*** Opening DATA EXTRACT ***

//! Service actions

use super::resource;
use crate::{classify::Outcome, error::Result, types::*};

resource! {
    /// Service API resource.
    ///
    /// Module commands run against the provisioning module assigned to the
    /// service's product. A service without a module makes them fail with
    /// `Service not assigned to a module`; the `_classified` variants treat
    /// that as an expected outcome.
    Service
}

impl Service {
    /// Update a client's service.
    pub async fn update_client_product(
        &self,
        request: &UpdateClientProductRequest,
    ) -> Result<ServiceIdResponse> {
        self.client.execute(request).await
    }

    /// Run the module create command.
    pub async fn module_create(&self, request: &ModuleCreateRequest) -> Result<Ack> {
        self.client.execute(request).await
    }

    /// [`Service::module_create`], classified.
    pub async fn module_create_classified(&self, request: &ModuleCreateRequest) -> Outcome<Ack> {
        self.client.execute_classified(request).await
    }

    /// Run the module suspend command.
    pub async fn module_suspend(&self, request: &ModuleSuspendRequest) -> Result<Ack> {
        self.client.execute(request).await
    }

    /// [`Service::module_suspend`], classified.
    pub async fn module_suspend_classified(&self, request: &ModuleSuspendRequest) -> Outcome<Ack> {
        self.client.execute_classified(request).await
    }

    /// Run the module unsuspend command.
    pub async fn module_unsuspend(&self, request: &ModuleUnsuspendRequest) -> Result<Ack> {
        self.client.execute(request).await
    }

    /// [`Service::module_unsuspend`], classified.
    pub async fn module_unsuspend_classified(
        &self,
        request: &ModuleUnsuspendRequest,
    ) -> Outcome<Ack> {
        self.client.execute_classified(request).await
    }

    /// Run the module change package command.
    pub async fn module_change_package(
        &self,
        request: &ModuleChangePackageRequest,
    ) -> Result<Ack> {
        self.client.execute(request).await
    }

    /// [`Service::module_change_package`], classified.
    pub async fn module_change_package_classified(
        &self,
        request: &ModuleChangePackageRequest,
    ) -> Outcome<Ack> {
        self.client.execute_classified(request).await
    }

    /// Run the module change password command.
    pub async fn module_change_pw(&self, request: &ModuleChangePwRequest) -> Result<Ack> {
        self.client.execute(request).await
    }

    /// [`Service::module_change_pw`], classified.
    pub async fn module_change_pw_classified(
        &self,
        request: &ModuleChangePwRequest,
    ) -> Outcome<Ack> {
        self.client.execute_classified(request).await
    }

    /// Run a custom module function.
    pub async fn module_custom(&self, request: &ModuleCustomRequest) -> Result<Ack> {
        self.client.execute(request).await
    }

    /// [`Service::module_custom`], classified.
    pub async fn module_custom_classified(&self, request: &ModuleCustomRequest) -> Outcome<Ack> {
        self.client.execute_classified(request).await
    }

    /// Upgrade a service, or only calculate the price with `calconly`.
    pub async fn upgrade_product(
        &self,
        request: &UpgradeProductRequest,
    ) -> Result<UpgradeProductResponse> {
        self.client.execute(request).await
    }

    /// [`Service::upgrade_product`], classified.
    pub async fn upgrade_product_classified(
        &self,
        request: &UpgradeProductRequest,
    ) -> Outcome<UpgradeProductResponse> {
        self.client.execute_classified(request).await
    }
}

*** Closing DATA EXTRACT ***

TRY IT: Every line of the entries above that contains the word "ModuleSuspendRequest" must be tallied, and the number alone reported.

OUTPUT OF THE EXERCISE: 2